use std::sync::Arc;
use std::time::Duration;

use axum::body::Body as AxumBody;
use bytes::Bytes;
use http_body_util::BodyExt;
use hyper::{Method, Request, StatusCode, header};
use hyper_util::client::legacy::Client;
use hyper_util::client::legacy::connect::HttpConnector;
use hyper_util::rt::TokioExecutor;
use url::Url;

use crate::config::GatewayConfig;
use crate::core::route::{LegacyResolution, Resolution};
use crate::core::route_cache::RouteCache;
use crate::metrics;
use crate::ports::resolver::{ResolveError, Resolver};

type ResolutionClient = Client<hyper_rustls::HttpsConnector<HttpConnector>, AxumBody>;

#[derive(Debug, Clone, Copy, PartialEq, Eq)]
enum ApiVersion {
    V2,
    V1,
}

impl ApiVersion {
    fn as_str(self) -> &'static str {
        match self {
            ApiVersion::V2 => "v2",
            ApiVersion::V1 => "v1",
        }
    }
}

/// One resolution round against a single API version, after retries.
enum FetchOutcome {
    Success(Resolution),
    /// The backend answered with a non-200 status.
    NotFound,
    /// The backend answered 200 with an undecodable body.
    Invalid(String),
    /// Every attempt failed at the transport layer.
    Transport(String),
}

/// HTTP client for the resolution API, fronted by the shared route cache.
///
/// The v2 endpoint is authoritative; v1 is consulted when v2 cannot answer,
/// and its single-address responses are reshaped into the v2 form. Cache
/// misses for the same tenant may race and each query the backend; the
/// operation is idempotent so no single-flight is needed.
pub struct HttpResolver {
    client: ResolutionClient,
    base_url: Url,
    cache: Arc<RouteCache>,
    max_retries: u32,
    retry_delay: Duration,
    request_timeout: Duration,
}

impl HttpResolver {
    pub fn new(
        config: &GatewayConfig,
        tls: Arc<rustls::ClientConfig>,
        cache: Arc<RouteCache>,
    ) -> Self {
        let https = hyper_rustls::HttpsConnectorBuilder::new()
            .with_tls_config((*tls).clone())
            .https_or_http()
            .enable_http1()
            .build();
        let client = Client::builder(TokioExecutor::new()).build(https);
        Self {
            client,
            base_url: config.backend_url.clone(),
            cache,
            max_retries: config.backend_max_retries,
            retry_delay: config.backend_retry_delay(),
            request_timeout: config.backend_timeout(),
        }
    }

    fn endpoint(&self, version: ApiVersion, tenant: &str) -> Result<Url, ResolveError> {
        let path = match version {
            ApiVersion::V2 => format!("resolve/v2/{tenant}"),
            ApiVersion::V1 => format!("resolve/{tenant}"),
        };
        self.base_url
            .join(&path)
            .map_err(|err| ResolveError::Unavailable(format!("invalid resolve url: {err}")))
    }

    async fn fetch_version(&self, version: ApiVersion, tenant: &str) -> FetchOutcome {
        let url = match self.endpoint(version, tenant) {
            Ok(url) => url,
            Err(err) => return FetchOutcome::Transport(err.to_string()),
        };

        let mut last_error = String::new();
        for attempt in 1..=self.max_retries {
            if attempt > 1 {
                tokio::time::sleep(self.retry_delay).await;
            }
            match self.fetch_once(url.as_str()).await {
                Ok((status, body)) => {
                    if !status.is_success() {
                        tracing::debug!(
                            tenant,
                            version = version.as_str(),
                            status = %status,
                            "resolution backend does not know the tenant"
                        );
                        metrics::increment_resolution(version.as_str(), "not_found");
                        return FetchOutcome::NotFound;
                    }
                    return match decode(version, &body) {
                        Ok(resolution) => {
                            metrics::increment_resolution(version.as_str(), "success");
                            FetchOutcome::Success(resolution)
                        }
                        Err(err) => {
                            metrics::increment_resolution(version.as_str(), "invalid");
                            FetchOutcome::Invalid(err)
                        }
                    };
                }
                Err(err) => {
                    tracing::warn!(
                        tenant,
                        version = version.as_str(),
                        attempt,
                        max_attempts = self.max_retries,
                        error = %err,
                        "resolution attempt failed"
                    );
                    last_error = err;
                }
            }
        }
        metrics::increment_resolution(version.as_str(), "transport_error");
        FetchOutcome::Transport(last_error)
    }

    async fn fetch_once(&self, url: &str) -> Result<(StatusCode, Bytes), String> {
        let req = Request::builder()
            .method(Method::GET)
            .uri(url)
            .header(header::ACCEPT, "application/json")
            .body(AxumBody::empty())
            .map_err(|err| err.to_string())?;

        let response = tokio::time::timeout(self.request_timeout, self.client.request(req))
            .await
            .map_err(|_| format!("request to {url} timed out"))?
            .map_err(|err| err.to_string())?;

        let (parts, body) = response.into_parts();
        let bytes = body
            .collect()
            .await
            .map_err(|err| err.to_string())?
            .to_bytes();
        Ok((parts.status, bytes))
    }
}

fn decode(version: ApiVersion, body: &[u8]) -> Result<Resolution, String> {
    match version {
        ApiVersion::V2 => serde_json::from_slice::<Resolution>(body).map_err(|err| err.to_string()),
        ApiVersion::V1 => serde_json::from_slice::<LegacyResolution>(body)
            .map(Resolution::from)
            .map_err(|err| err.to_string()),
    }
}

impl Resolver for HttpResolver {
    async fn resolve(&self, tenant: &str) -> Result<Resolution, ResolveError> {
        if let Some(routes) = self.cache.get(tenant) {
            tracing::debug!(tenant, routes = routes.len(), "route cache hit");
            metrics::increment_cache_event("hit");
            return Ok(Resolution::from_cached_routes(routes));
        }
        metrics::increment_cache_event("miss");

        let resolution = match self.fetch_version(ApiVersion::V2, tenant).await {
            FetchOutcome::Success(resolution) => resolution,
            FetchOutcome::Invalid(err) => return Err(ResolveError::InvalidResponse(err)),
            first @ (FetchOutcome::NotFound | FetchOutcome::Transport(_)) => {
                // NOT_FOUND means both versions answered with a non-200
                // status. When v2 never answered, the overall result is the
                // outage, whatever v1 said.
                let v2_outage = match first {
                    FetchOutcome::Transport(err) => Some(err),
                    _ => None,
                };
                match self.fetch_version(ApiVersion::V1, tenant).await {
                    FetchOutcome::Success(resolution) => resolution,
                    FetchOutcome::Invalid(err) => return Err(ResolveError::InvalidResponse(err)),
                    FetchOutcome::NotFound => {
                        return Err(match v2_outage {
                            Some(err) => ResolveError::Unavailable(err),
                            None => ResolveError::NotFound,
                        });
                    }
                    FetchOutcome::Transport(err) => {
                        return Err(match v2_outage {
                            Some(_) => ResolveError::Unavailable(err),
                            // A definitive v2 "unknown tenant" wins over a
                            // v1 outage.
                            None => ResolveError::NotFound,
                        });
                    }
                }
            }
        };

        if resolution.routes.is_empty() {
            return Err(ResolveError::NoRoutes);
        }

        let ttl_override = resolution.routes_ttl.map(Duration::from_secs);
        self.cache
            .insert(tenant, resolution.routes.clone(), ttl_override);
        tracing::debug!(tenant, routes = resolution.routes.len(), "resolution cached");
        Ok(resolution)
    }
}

» Problem requirements: Here the job is to output the lines from the start of the material through the line with "let https = hyper_rustls::HttpsConnectorBuilder::new()", inclusive, exactly and with nothing else.

» Finished exercise:
use std::sync::Arc;
use std::time::Duration;

use axum::body::Body as AxumBody;
use bytes::Bytes;
use http_body_util::BodyExt;
use hyper::{Method, Request, StatusCode, header};
use hyper_util::client::legacy::Client;
use hyper_util::client::legacy::connect::HttpConnector;
use hyper_util::rt::TokioExecutor;
use url::Url;

use crate::config::GatewayConfig;
use crate::core::route::{LegacyResolution, Resolution};
use crate::core::route_cache::RouteCache;
use crate::metrics;
use crate::ports::resolver::{ResolveError, Resolver};

type ResolutionClient = Client<hyper_rustls::HttpsConnector<HttpConnector>, AxumBody>;

#[derive(Debug, Clone, Copy, PartialEq, Eq)]
enum ApiVersion {
    V2,
    V1,
}

impl ApiVersion {
    fn as_str(self) -> &'static str {
        match self {
            ApiVersion::V2 => "v2",
            ApiVersion::V1 => "v1",
        }
    }
}

/// One resolution round against a single API version, after retries.
enum FetchOutcome {
    Success(Resolution),
    /// The backend answered with a non-200 status.
    NotFound,
    /// The backend answered 200 with an undecodable body.
    Invalid(String),
    /// Every attempt failed at the transport layer.
    Transport(String),
}

/// HTTP client for the resolution API, fronted by the shared route cache.
///
/// The v2 endpoint is authoritative; v1 is consulted when v2 cannot answer,
/// and its single-address responses are reshaped into the v2 form. Cache
/// misses for the same tenant may race and each query the backend; the
/// operation is idempotent so no single-flight is needed.
pub struct HttpResolver {
    client: ResolutionClient,
    base_url: Url,
    cache: Arc<RouteCache>,
    max_retries: u32,
    retry_delay: Duration,
    request_timeout: Duration,
}

impl HttpResolver {
    pub fn new(
        config: &GatewayConfig,
        tls: Arc<rustls::ClientConfig>,
        cache: Arc<RouteCache>,
    ) -> Self {
        let https = hyper_rustls::HttpsConnectorBuilder::new()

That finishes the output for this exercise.